In the listing below, find each line with the string "trait" and report it.

Task data Block Start

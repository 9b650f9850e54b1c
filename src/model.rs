use ndarray::{Array2, ArrayView2};
use thiserror::Error;

/// Sample rate expected at the session boundary (mono f32 PCM).
pub const SAMPLE_RATE: usize = 16_000;

/// Mel bins produced by the featurizer and consumed by the audio encoder.
pub const NUM_MEL_BINS: usize = 128;

/// Token ids that terminate an autoregressive decode pass.
pub const EOS_TOKEN_IDS: [i32; 2] = [151_645, 151_643];

#[derive(Error, Debug)]
pub enum ModelError {
    #[error("Encoder failed: {0}")]
    Encoder(String),

    #[error("Forward pass failed: {0}")]
    Forward(String),

    #[error("Tokenizer is not bound")]
    TokenizerUnavailable,
}

/// One forward step is fed either raw token ids or pre-merged embeddings.
pub enum ForwardInput<'a> {
    Tokens(&'a [i32]),
    Embeddings(ArrayView2<'a, f32>),
}

/// Interface to the external acoustic encoder and autoregressive LM.
///
/// Implementations own the weights and the tokenizer; the session only ever
/// talks to them through this trait, via a shared immutable handle. Tensors
/// are plain owned `ndarray` arrays, so results cross thread boundaries
/// without any wrapper types.
pub trait SpeechModel: Send + Sync + 'static {
    /// Opaque KV cache for a single decode pass.
    type Cache: Send;

    /// Encode a block of mel frames `(T, M)` into audio features `(T_a, D)`.
    fn encode(&self, mel: ArrayView2<'_, f32>) -> Result<Array2<f32>, ModelError>;

    /// Prompt token sequence containing `num_audio_tokens` placeholder slots.
    fn build_prompt(&self, num_audio_tokens: usize, language: &str) -> Vec<i32>;

    /// Embed a token sequence into `(L, E)`.
    fn embed_tokens(&self, ids: &[i32]) -> Array2<f32>;

    /// Splice encoded audio features into the placeholder slots of the
    /// prompt embedding.
    fn merge_audio_features(
        &self,
        inputs_embeds: Array2<f32>,
        audio_features: ArrayView2<'_, f32>,
        input_ids: &[i32],
    ) -> Array2<f32>;

    fn make_cache(&self) -> Self::Cache;

    /// One forward pass over the fed positions; returns logits `(L, V)`.
    fn forward(
        &self,
        input: ForwardInput<'_>,
        cache: &mut Self::Cache,
    ) -> Result<Array2<f32>, ModelError>;

    /// Decode token ids to text. `Err(TokenizerUnavailable)` when no
    /// tokenizer is bound; decode passes become no-ops in that case.
    fn detokenize(&self, ids: &[i32]) -> Result<String, ModelError>;

    /// Mel filterbank `(num_mel_bins, n_fft / 2 + 1)` handed to the
    /// featurizer at session construction.
    fn mel_filterbank(&self) -> Array2<f32> {
        crate::filterbank::mel_filter_bank(crate::features::N_FFT, NUM_MEL_BINS, SAMPLE_RATE)
    }
}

Task data Block End

## Answer below
/// talks to them through this trait, via a shared immutable handle. Tensors
pub trait SpeechModel: Send + Sync + 'static {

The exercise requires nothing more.